Centura’s Porter Adventist hospital in Denver, also had a loss of nearly $433,000 in 2010, according to the report.

Grand Junction’s Community Hospital was also in the red, with a net loss of $1.2 million.

However, many others – both in urban and rural settings – are the edge, says the CHA’s Nash. Medicare and Medicaid reimbursements remain an issue, he said, with hospitals receiving 71 cents on the dollar for Medicaid and 76 cents on the dollar for Medicare.

McKee’s Schock agrees that low reimbursements coupled with the increase in uninsured and underinsured patients is the chief challenge facing hospitals today.

NORTHERN COLORADO: Northern Colorado hospitals recorded pre-tax net income of $85,627,106 in 2010, according to the Review. Poudre Valley in Fort Collins and McKee Medical Center were among the most profitable in the region. Poudre Valley posted pre-tax net income of $28.9 million or 8.2 percent of net patient revenue, while McKee Medical Center had pre-tax net income of $26.8 million or 17.5 percent of net patient revenue. North Colorado Medical Center reported $22.5 million net income or 6 percent.

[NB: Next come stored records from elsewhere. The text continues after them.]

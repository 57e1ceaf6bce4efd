use super::*;
use axum::{
    extract::{Path, Query, State},
    http::{header::AUTHORIZATION, HeaderMap, StatusCode},
    response::IntoResponse,
    routing::{patch, post},
    Json, Router,
};
use serde_json::{json, Value};
use shared::{domain::Category, error::ApiError};
use std::collections::HashMap;
use tokio::{net::TcpListener, sync::Mutex};

#[derive(Debug, Clone)]
struct Captured {
    method: &'static str,
    path: String,
    authorization: Option<String>,
    body: Value,
}

#[derive(Clone, Default)]
struct ServerState {
    captured: Arc<Mutex<Vec<Captured>>>,
}

impl ServerState {
    async fn record(&self, method: &'static str, path: String, headers: &HeaderMap, body: Value) {
        let authorization = headers
            .get(AUTHORIZATION)
            .and_then(|value| value.to_str().ok())
            .map(str::to_string);
        self.captured.lock().await.push(Captured {
            method,
            path,
            authorization,
            body,
        });
    }

    async fn last(&self) -> Captured {
        self.captured
            .lock()
            .await
            .last()
            .cloned()
            .expect("a request was captured")
    }
}

fn sample_record(id: &str) -> Value {
    json!({
        "id": id,
        "title": "Rust meetup",
        "date": "2026-11-12T00:00:00Z",
        "time": "18:30",
        "location": "Community hall",
        "eventType": "IN_PERSON",
        "category": "TECHNOLOGY",
        "price": 5.0,
        "capacity": 40,
        "tags": "rust,meetup"
    })
}

async fn handle_create(
    State(state): State<ServerState>,
    headers: HeaderMap,
    Json(body): Json<Value>,
) -> impl IntoResponse {
    let title = body["title"].as_str().unwrap_or_default().to_string();
    state.record("POST", "/api/events".to_string(), &headers, body).await;
    if title == "Duplicate" {
        return (
            StatusCode::CONFLICT,
            Json(ApiError::new("An event with this title already exists")),
        )
            .into_response();
    }
    (StatusCode::CREATED, Json(json!({ "id": 101 }))).into_response()
}

async fn handle_update(
    State(state): State<ServerState>,
    Path(id): Path<String>,
    headers: HeaderMap,
    Json(body): Json<Value>,
) -> Json<Value> {
    state
        .record("PATCH", format!("/api/events/{id}"), &headers, body)
        .await;
    Json(json!({ "id": id }))
}

async fn handle_get(Path(id): Path<String>) -> impl IntoResponse {
    if id == "missing" {
        return (StatusCode::NOT_FOUND, "gone").into_response();
    }
    Json(sample_record(&id)).into_response()
}

async fn handle_list(
    State(state): State<ServerState>,
    Query(query): Query<HashMap<String, String>>,
    headers: HeaderMap,
) -> Json<Value> {
    state
        .record("GET", "/api/events".to_string(), &headers, json!(query))
        .await;
    Json(json!([sample_record("1"), sample_record("2")]))
}

async fn handle_invite(
    State(state): State<ServerState>,
    Path(id): Path<String>,
    headers: HeaderMap,
    Json(body): Json<Value>,
) -> StatusCode {
    let invalid = body["email"] == "blocked@example.com";
    state
        .record("POST", format!("/api/events/{id}/guests"), &headers, body)
        .await;
    if invalid {
        StatusCode::UNPROCESSABLE_ENTITY
    } else {
        StatusCode::NO_CONTENT
    }
}

async fn spawn_api_server() -> (String, ServerState) {
    std::env::set_var("NO_PROXY", "127.0.0.1,localhost");
    let listener = TcpListener::bind("127.0.0.1:0").await.expect("bind");
    let addr = listener.local_addr().expect("addr");
    let state = ServerState::default();
    let app = Router::new()
        .route("/api/events", post(handle_create).get(handle_list))
        .route("/api/events/:id", patch(handle_update).get(handle_get))
        .route("/api/events/:id/guests", post(handle_invite))
        .with_state(state.clone());
    tokio::spawn(async move {
        let _ = axum::serve(listener, app).await;
    });
    (format!("http://{addr}/api"), state)
}

fn sample_payload(title: &str) -> EventPayload {
    let mut wizard = EventWizard::create();
    wizard.update_field(DraftPatch {
        title: Some(title.to_string()),
        date: Some("2026-11-12".to_string()),
        time: Some("18:30".to_string()),
        location: Some("Community hall".to_string()),
        capacity: Some("40".to_string()),
        tags: Some(vec!["Rust".to_string(), "meetup".to_string()]),
        ..Default::default()
    });
    crate::wizard::build_payload(wizard.draft()).expect("payload")
}

#[test]
fn base_url_is_treated_as_a_directory() {
    let client = ApiClient::new("http://localhost:3000/api", Arc::new(Anonymous)).expect("client");
    assert_eq!(client.base_url().as_str(), "http://localhost:3000/api/");
    assert!(ApiClient::new("not a url", Arc::new(Anonymous)).is_err());
}

#[tokio::test]
async fn create_event_posts_payload_with_bearer_token() {
    let (base_url, state) = spawn_api_server().await;
    let client = ApiClient::new(&base_url, Arc::new(StaticToken::new("secret-token"))).expect("client");

    let id = client
        .create_event(&sample_payload("Rust meetup"))
        .await
        .expect("create");
    assert_eq!(id, EventId::new("101"));

    let captured = state.last().await;
    assert_eq!(captured.method, "POST");
    assert_eq!(captured.authorization.as_deref(), Some("Bearer secret-token"));
    assert_eq!(captured.body["title"], "Rust meetup");
    assert_eq!(captured.body["capacity"], 40);
    assert_eq!(captured.body["tags"], "rust,meetup");
    assert_eq!(captured.body["eventType"], "IN_PERSON");
}

#[tokio::test]
async fn api_error_message_is_surfaced_verbatim() {
    let (base_url, _state) = spawn_api_server().await;
    let client = ApiClient::new(&base_url, Arc::new(Anonymous)).expect("client");

    let err = client
        .create_event(&sample_payload("Duplicate"))
        .await
        .expect_err("conflict");
    assert_eq!(err.to_string(), "An event with this title already exists");
    assert_eq!(err.status(), Some(409));
    assert_eq!(err.code(), Some(shared::error::ErrorCode::Validation));
}

#[tokio::test]
async fn error_without_message_body_falls_back_to_status_reason() {
    let (base_url, _state) = spawn_api_server().await;
    let client = ApiClient::new(&base_url, Arc::new(Anonymous)).expect("client");

    let err = client
        .get_event(&EventId::new("missing"))
        .await
        .expect_err("not found");
    assert_eq!(err.to_string(), "Not Found");
    assert_eq!(err.code(), Some(shared::error::ErrorCode::NotFound));
}

#[tokio::test]
async fn session_token_changes_apply_to_later_requests() {
    let (base_url, state) = spawn_api_server().await;
    let tokens = Arc::new(SessionTokenStore::new());
    let client = ApiClient::new(&base_url, tokens.clone()).expect("client");

    client.list_events(&EventQuery::default()).await.expect("list");
    assert_eq!(state.last().await.authorization, None);

    tokens.set("first");
    assert!(tokens.is_signed_in());
    client.list_events(&EventQuery::default()).await.expect("list");
    assert_eq!(state.last().await.authorization.as_deref(), Some("Bearer first"));

    tokens.clear();
    client.list_events(&EventQuery::default()).await.expect("list");
    assert_eq!(state.last().await.authorization, None);
}

#[tokio::test]
async fn list_events_sends_filters_as_query() {
    let (base_url, state) = spawn_api_server().await;
    let client = ApiClient::new(&base_url, Arc::new(Anonymous)).expect("client");

    let events = client
        .list_events(&EventQuery {
            category: Some(Category::Technology),
            search: Some("rust".to_string()),
        })
        .await
        .expect("list");
    assert_eq!(events.len(), 2);
    assert_eq!(events[0].category, Category::Technology);

    let captured = state.last().await;
    assert_eq!(captured.body, json!({ "category": "TECHNOLOGY", "search": "rust" }));
}

#[tokio::test]
async fn invite_guest_posts_email_and_reports_rejections() {
    let (base_url, state) = spawn_api_server().await;
    let client = ApiClient::new(&base_url, Arc::new(Anonymous)).expect("client");
    let id = EventId::new("55");

    client
        .invite_guest(&id, "ada@example.com")
        .await
        .expect("invite");
    let captured = state.last().await;
    assert_eq!(captured.path, "/api/events/55/guests");
    assert_eq!(captured.body, json!({ "email": "ada@example.com" }));

    let err = client
        .invite_guest(&id, "blocked@example.com")
        .await
        .expect_err("rejected");
    assert_eq!(err.status(), Some(422));
}

#[tokio::test]
async fn edit_wizard_prefills_and_submits_update() {
    let (base_url, state) = spawn_api_server().await;
    let client = ApiClient::new(&base_url, Arc::new(StaticToken::new("t"))).expect("client");

    let record = client.get_event(&EventId::new("77")).await.expect("get");
    let mut wizard = EventWizard::edit(&record);
    assert_eq!(wizard.draft().date, "2026-11-12");
    assert_eq!(wizard.draft().tags.join(), "rust,meetup");
    assert_eq!(wizard.draft().capacity, "40");

    wizard.update_field(DraftPatch {
        title: Some("Rust meetup #2".to_string()),
        ..Default::default()
    });
    assert!(wizard.go_to_step(crate::wizard::LAST_STEP));

    let mut completed = None;
    let outcome = wizard
        .submit(&client, |id| completed = Some(id.clone()))
        .await;
    assert_eq!(outcome, SubmitOutcome::Saved(EventId::new("77")));
    assert_eq!(completed, Some(EventId::new("77")));

    let captured = state.last().await;
    assert_eq!(captured.method, "PATCH");
    assert_eq!(captured.path, "/api/events/77");
    assert_eq!(captured.body["title"], "Rust meetup #2");
}

#[tokio::test]
async fn network_failure_during_submit_is_kept_as_submit_error() {
    // Bind then drop a listener so the port is known to refuse connections.
    let listener = TcpListener::bind("127.0.0.1:0").await.expect("bind");
    let addr = listener.local_addr().expect("addr");
    drop(listener);
    std::env::set_var("NO_PROXY", "127.0.0.1,localhost");

    let client = ApiClient::with_timeout(
        &format!("http://{addr}/api"),
        Arc::new(Anonymous),
        Duration::from_secs(2),
    )
    .expect("client");

    let mut wizard = EventWizard::create();
    wizard.update_field(DraftPatch {
        title: Some("Offline launch".to_string()),
        date: Some("2026-11-12".to_string()),
        time: Some("18:30".to_string()),
        location: Some("Somewhere".to_string()),
        ..Default::default()
    });
    assert!(wizard.validate_all());
    let step_before = wizard.current_step();

    let mut called = false;
    let outcome = wizard.submit(&client, |_| called = true).await;

    assert_eq!(outcome, SubmitOutcome::Failed);
    assert!(!called);
    assert!(!wizard.is_submitting());
    assert_eq!(wizard.current_step(), step_before);
    let message = wizard.submit_error().expect("submit error");
    assert!(message.starts_with("request failed"), "unexpected: {message}");
    assert_eq!(wizard.mode(), &WizardMode::Create);
}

None of the Northern Colorado hospitals tracked in the report showed a loss in 2010.

SOUTHERN COLORADO: Southern Colorado hospitals registered $72.9 million in pre-tax net income in 2010, according to the Review. Memorial Hospital in Colorado Springs and Pueblo’s Parkview Medical Center led the region in profitability, with pre-tax net income of $32.1 million and $28.9 million respectively for 2010. St. Mary Corwin Medical Center in Pueblo lost $5.3 million in 2010.